Cicadas - They’re Even in My Thoughts
My family arrived in Elmhurst during the summer of 2008, the year after the last visit of the 17-year cicadas. Now I know what all the excitement is about. While we have apparently passed “peak cicada” and are now on the downswing, I’ve been thinking a lot about these peculiar flying friends and wanted to share a few thoughts:
First, cicadas remind me of my teenage self. I just learned that it’s only the male cicadas that make the incessant buzz-saw-like noise – they are equipped with a spectacular apparatus* for making all that racket. The females make a relatively demure clicking sound in response. So, pretty much all the sonic clutter amounts to male cicadas looking for a dating partner. Not so different from my frequent and obnoxious attempts to get Sarah’s attention all those years ago. Miraculously, both myself and so many cicadas managed to succeed!
Second, cicadas remind me that nothing in this material world lasts forever. While cicadas have a few weeks in which they appear omnipresent to us (even in our cars and hitching the occasional ride on our necks), they will be gone before August. I often find myself repeating the time-worn phrase “this too shall pass” when I’m trying to summon up extra patience or perspective. When it comes to cicadas, they are indeed passing quickly. And in this I find common cause with the cicada – no doubt, from God’s point of view, I, too, am swiftly passing.

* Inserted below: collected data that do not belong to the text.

//! Server-Sent-Events relay.
//!
//! A relay pumps pre-framed chunks from a source stream into an HTTP body.
//! One task runs per open response and waits on three things at once: the
//! next source item, the heartbeat timer, and the client going away. When the
//! client disconnects the body receiver is dropped, the task returns, and the
//! source (and the daemon subscription behind it) is dropped with it.

use std::fmt::Display;
use std::io;
use std::pin::Pin;
use std::time::Duration;

use axum::body::Body;
use axum::http::header;
use axum::response::{IntoResponse, Response};
use bytes::{Bytes, BytesMut};
use futures::{Stream, StreamExt};
use serde::Serialize;
use tokio::sync::mpsc;
use tokio::time::{Instant, Interval, MissedTickBehavior};
use tokio_stream::wrappers::ReceiverStream;

/// Heartbeat period for log and event streams.
pub const HEARTBEAT_INTERVAL: Duration = Duration::from_secs(30);

pub const HEARTBEAT_FRAME: &[u8] = b": heartbeat\n\n";
pub const EOF_FRAME: &[u8] = b"data: [EOF]\n\n";

const CHANNEL_CAPACITY: usize = 16;

/// How a relay behaves around the source.
#[derive(Debug, Clone, Copy, PartialEq, Eq)]
pub struct RelayOptions {
    /// Comment frame period; `None` disables heartbeats.
    pub heartbeat: Option<Duration>,
    /// Write `data: [EOF]` when the source ends.
    pub eof_marker: bool,
}

impl RelayOptions {
    /// Log and pull streams: heartbeats and an EOF marker.
    pub fn logs() -> Self {
        Self {
            heartbeat: Some(HEARTBEAT_INTERVAL),
            eof_marker: true,
        }
    }

    /// Daemon events: heartbeats only, the feed never ends on its own.
    pub fn events() -> Self {
        Self {
            heartbeat: Some(HEARTBEAT_INTERVAL),
            eof_marker: false,
        }
    }

    /// Periodic snapshots double as the heartbeat.
    pub fn snapshots() -> Self {
        Self {
            heartbeat: None,
            eof_marker: false,
        }
    }
}

/// `data: <line>` for a log line that already ends in `\n`.
pub fn line_frame(line: &[u8]) -> Bytes {
    let mut frame = BytesMut::with_capacity(line.len() + 7);
    frame.extend_from_slice(b"data: ");
    frame.extend_from_slice(line);
    frame.extend_from_slice(b"\n");
    frame.freeze()
}

/// `data: <json>` followed by a blank line.
pub fn json_frame<T: Serialize>(value: &T) -> serde_json::Result<Bytes> {
    let json = serde_json::to_string(value)?;
    Ok(Bytes::from(format!("data: {}\n\n", json)))
}

/// A named `message` event carrying JSON.
pub fn message_frame<T: Serialize>(value: &T) -> serde_json::Result<Bytes> {
    let json = serde_json::to_string(value)?;
    Ok(Bytes::from(format!("event: message\ndata: {}\n\n", json)))
}

/// Build an event-stream response and spawn its relay task.
pub fn response<S, E>(source: S, options: RelayOptions) -> Response
where
    S: Stream<Item = Result<Bytes, E>> + Send + 'static,
    E: Display + Send + 'static,
{
    let (tx, rx) = mpsc::channel(CHANNEL_CAPACITY);
    tokio::spawn(run(source, tx, options));
    (
        [
            (header::CONTENT_TYPE, "text/event-stream"),
            (header::CACHE_CONTROL, "no-cache"),
            (header::CONNECTION, "keep-alive"),
        ],
        Body::from_stream(ReceiverStream::new(rx)),
    )
        .into_response()
}

/// Wait for the first item before committing to a stream.
///
/// A source that fails before producing anything yields the error so the
/// caller can still answer with a JSON error. Otherwise the first item is
/// put back in front of the rest.
pub async fn commit_on_first_item<S, T, E>(
    mut source: S,
) -> Result<Pin<Box<dyn Stream<Item = Result<T, E>> + Send>>, E>
where
    S: Stream<Item = Result<T, E>> + Send + Unpin + 'static,
    T: Send + 'static,
    E: Send + 'static,
{
    match source.next().await {
        Some(Err(e)) => Err(e),
        Some(Ok(first)) => Ok(Box::pin(futures::stream::iter([Ok(first)]).chain(source))),
        None => Ok(Box::pin(futures::stream::empty())),
    }
}

/// Relay loop. Returns when the source ends or errors, or the client leaves.
///
/// A source error is forwarded as a body error, which aborts the response
/// instead of ending it cleanly.
pub async fn run<S, E>(source: S, tx: mpsc::Sender<io::Result<Bytes>>, options: RelayOptions)
where
    S: Stream<Item = Result<Bytes, E>> + Send,
    E: Display,
{
    let mut source = std::pin::pin!(source);
    let mut heartbeat = options.heartbeat.map(|period| {
        let mut interval = tokio::time::interval_at(Instant::now() + period, period);
        interval.set_missed_tick_behavior(MissedTickBehavior::Delay);
        interval
    });

    loop {
        let item = tokio::select! {
            biased;
            _ = tx.closed() => {
                tracing::debug!("SSE client disconnected");
                return;
            }
            item = source.next() => item,
            _ = tick(&mut heartbeat) => {
                if tx.send(Ok(Bytes::from_static(HEARTBEAT_FRAME))).await.is_err() {
                    return;
                }
                continue;
            }
        };

        match item {
            Some(Ok(frame)) => {
                if tx.send(Ok(frame)).await.is_err() {
                    return;
                }
            }
            Some(Err(e)) => {
                tracing::warn!(error = %e, "SSE source failed, closing stream");
                let _ = tx.send(Err(io::Error::other(e.to_string()))).await;
                return;
            }
            None => {
                if options.eof_marker {
                    let _ = tx.send(Ok(Bytes::from_static(EOF_FRAME))).await;
                }
                return;
            }
        }
    }
}

async fn tick(interval: &mut Option<Interval>) {
    match interval {
        Some(interval) => {
            interval.tick().await;
        }
        None => std::future::pending().await,
    }
}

Third, I’m thankful that God didn’t endow cicadas with much brain matter because these poor little creatures would surely be having major existential crises about their meaning and place in the universe. Cicadas spend the vast majority of their life underground in a grub-like existence before finally emerging for a glorious month under the summer sun. They know their job and get it done. What heroes. I sometimes question the meaning of life if it’s cloudy for a week straight in November. The reason that cicadas don’t have existential crises and humans do is a noble one, however: only people have been made in the image of God. And while that is a great gift, it can also feel like a mighty burden especially when our capacities aren’t directed in a Godward direction. Still, I feel sorry for the seemingly pointless life of those little bugs.
But are they really pointless? They do make more cicadas. And at the end of their lives, cicadas share their protein-rich bodies as major nutrition with all kinds of other creatures. Circle of life. And through their endless burrowing and re-emerging, the cicadas do a major service to the soil’s turnover and chemical composition. And, who knows, perhaps our Creator loves the song of the cicada, too. Maybe they have more going for them than I initially thought. Maybe we humans do, too!
– Pastor Gregg
* While crickets rub their wings together, male cicadas use a different, louder part of their bodies to make noise. Both sides of their thoraxes have thin, ridged areas of their exoskeletons called tymbals. Tymbals are made of a rubbery substance called resilin. The cicadas vibrate their tymbals very fast using muscles in their bodies. With every vibration, a sound wave is released, and cicadas can send out 300 to 400 sound waves per second! Females also make sounds to attract males, but they use their wings to make a clicking sound, rather than a high-pitched song like the males.